Reproduce each line from the records that holds "serde".

|---|

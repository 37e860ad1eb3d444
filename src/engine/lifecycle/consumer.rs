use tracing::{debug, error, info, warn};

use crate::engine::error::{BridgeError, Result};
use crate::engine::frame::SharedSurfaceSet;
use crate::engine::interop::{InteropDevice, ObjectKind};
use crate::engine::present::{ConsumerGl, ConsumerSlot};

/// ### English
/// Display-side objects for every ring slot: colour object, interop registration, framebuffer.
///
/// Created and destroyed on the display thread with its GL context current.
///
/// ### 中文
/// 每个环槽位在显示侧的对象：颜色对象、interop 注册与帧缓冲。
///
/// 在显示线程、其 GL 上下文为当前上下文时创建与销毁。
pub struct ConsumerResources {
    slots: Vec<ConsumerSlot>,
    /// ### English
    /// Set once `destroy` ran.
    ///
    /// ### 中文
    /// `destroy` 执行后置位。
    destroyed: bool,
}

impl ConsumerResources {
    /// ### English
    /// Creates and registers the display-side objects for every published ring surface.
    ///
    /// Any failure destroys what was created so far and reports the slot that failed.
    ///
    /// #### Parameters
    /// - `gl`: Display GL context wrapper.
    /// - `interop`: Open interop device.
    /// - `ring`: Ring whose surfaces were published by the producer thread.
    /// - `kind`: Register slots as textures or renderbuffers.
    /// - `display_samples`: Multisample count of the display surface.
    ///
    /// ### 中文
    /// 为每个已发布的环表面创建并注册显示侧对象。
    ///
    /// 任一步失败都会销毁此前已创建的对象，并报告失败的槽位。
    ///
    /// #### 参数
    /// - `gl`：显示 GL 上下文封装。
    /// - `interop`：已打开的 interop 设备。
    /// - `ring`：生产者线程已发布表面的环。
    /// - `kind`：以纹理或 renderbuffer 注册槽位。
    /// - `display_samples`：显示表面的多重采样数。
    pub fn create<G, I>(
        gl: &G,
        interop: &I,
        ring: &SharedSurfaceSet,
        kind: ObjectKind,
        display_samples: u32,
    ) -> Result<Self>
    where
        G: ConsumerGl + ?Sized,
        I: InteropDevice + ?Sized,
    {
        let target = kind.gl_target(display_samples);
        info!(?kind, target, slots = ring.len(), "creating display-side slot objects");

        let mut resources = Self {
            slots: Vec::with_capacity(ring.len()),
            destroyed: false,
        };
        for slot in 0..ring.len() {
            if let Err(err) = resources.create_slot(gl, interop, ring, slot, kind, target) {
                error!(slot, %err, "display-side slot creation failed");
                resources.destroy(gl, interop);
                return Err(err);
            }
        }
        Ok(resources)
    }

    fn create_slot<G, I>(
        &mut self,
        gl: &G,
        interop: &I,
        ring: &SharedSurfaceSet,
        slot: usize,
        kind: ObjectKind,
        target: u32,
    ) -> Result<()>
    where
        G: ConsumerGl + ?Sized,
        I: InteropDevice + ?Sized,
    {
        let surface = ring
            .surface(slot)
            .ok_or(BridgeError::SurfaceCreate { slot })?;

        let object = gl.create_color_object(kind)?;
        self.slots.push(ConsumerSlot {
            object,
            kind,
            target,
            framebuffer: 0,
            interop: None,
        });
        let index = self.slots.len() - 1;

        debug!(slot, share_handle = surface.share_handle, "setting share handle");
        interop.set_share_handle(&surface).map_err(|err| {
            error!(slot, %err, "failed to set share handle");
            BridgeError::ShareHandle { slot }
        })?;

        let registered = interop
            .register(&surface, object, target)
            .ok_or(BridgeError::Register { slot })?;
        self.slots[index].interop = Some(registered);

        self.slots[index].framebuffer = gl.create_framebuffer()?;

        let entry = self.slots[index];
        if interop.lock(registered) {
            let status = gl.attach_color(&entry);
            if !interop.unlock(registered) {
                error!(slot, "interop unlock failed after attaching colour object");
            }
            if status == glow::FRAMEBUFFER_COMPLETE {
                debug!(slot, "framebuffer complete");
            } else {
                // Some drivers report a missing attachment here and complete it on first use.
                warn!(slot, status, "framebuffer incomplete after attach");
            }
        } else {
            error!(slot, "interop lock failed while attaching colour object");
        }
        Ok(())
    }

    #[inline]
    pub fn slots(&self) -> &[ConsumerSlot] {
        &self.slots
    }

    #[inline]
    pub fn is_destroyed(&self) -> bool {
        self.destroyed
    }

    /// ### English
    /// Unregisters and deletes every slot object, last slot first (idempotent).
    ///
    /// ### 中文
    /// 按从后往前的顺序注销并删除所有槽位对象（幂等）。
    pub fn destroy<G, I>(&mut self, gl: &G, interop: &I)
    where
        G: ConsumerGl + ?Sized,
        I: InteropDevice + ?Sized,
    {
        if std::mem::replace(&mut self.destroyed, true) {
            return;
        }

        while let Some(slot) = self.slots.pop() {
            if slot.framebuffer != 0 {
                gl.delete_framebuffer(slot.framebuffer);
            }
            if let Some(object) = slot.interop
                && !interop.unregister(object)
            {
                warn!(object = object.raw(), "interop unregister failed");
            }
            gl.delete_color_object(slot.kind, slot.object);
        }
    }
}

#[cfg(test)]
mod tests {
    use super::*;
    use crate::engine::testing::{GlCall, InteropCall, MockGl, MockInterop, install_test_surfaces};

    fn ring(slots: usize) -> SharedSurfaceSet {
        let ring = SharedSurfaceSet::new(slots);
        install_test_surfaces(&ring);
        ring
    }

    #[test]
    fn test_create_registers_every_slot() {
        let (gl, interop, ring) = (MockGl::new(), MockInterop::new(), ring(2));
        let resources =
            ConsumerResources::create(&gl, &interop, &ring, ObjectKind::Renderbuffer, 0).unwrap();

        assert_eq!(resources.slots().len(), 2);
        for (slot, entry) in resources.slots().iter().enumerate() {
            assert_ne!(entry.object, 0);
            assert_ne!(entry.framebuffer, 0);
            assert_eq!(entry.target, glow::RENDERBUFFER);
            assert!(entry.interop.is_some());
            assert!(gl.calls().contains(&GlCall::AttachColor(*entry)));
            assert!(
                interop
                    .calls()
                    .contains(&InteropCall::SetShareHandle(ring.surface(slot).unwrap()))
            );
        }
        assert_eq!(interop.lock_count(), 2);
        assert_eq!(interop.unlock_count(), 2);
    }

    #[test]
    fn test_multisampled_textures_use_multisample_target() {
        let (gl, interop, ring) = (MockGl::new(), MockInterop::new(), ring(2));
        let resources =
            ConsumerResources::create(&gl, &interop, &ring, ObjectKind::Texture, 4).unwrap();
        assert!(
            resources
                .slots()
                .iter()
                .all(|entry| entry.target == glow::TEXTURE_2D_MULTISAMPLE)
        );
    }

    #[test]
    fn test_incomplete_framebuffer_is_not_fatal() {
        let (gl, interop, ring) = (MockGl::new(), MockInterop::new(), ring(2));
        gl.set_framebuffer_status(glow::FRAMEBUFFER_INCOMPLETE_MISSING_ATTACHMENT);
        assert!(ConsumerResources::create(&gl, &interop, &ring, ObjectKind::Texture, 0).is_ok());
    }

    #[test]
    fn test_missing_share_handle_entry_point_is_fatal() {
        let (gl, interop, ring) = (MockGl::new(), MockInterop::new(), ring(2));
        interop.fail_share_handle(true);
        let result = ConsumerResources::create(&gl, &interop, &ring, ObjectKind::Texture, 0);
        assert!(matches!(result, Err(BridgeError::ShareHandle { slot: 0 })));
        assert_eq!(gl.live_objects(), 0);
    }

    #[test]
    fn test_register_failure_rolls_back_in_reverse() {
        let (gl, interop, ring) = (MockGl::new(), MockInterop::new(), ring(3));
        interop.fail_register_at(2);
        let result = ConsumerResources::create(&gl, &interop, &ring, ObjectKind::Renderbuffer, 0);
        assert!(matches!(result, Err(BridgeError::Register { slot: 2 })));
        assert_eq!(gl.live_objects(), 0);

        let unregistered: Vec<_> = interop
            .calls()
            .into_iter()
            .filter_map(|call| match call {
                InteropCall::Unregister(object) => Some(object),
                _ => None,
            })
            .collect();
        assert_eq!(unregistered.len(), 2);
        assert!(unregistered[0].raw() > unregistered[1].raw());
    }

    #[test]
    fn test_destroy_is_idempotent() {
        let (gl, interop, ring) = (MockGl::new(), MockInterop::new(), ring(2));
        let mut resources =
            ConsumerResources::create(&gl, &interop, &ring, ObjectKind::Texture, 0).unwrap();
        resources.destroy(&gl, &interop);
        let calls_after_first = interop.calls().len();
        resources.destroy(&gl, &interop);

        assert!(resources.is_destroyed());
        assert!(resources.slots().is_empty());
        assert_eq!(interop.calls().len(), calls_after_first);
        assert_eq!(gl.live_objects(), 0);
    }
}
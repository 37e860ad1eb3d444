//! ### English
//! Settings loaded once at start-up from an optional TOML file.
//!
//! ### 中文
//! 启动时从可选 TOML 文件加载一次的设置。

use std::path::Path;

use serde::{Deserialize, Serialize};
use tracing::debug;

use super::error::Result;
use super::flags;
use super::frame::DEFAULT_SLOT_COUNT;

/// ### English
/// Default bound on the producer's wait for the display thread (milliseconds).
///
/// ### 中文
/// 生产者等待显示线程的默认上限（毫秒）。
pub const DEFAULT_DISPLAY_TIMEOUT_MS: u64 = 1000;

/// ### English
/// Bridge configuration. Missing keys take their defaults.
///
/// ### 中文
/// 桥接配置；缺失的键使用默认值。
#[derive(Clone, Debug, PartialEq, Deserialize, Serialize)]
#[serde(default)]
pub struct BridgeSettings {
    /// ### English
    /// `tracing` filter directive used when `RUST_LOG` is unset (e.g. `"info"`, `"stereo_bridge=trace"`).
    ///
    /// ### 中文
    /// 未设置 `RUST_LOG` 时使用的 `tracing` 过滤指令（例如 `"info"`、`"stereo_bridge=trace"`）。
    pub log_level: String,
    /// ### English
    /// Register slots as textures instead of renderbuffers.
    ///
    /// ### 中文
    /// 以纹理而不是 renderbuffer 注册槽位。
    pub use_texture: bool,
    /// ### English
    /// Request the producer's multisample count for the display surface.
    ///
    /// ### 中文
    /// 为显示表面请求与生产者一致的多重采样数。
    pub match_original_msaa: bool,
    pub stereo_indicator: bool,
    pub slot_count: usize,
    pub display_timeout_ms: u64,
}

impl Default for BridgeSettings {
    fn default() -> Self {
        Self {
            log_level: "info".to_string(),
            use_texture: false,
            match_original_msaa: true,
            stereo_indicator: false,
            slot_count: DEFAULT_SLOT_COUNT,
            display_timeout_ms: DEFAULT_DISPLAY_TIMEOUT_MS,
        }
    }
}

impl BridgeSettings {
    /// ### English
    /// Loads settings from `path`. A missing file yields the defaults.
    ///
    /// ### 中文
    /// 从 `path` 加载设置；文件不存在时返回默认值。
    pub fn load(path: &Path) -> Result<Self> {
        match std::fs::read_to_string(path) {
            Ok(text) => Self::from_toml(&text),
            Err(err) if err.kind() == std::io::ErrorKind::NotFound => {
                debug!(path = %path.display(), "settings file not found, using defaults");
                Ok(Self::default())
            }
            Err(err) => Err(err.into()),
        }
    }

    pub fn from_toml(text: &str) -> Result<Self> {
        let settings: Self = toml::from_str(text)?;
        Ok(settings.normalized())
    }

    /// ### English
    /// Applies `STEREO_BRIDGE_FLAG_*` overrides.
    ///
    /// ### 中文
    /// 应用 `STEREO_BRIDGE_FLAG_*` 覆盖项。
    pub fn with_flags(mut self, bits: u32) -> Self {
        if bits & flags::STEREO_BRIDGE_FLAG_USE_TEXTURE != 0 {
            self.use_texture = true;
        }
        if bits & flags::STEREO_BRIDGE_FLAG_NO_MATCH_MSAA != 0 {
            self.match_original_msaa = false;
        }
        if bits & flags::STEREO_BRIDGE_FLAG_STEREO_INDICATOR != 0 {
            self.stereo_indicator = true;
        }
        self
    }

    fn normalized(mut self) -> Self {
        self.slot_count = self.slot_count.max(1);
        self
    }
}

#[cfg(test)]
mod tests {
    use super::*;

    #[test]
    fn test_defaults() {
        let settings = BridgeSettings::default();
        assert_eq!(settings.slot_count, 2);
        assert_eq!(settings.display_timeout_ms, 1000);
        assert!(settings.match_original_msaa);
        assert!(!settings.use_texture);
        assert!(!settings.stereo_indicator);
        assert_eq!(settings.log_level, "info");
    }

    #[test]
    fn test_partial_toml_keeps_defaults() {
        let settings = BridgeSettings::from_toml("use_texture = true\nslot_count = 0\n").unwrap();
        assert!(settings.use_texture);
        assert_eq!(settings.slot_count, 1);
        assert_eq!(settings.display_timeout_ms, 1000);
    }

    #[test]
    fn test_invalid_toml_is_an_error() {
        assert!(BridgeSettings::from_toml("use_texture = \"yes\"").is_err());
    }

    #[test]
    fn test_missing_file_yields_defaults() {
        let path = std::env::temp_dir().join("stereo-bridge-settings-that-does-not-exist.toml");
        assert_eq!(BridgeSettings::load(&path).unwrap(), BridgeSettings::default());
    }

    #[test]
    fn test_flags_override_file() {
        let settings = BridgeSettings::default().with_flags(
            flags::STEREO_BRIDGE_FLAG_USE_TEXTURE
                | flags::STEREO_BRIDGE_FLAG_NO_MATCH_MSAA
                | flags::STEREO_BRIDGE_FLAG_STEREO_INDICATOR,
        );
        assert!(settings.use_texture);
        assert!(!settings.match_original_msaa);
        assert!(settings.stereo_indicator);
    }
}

|---|

### RESULT OF THE TASK
use serde::{Deserialize, Serialize};
#[serde(default)]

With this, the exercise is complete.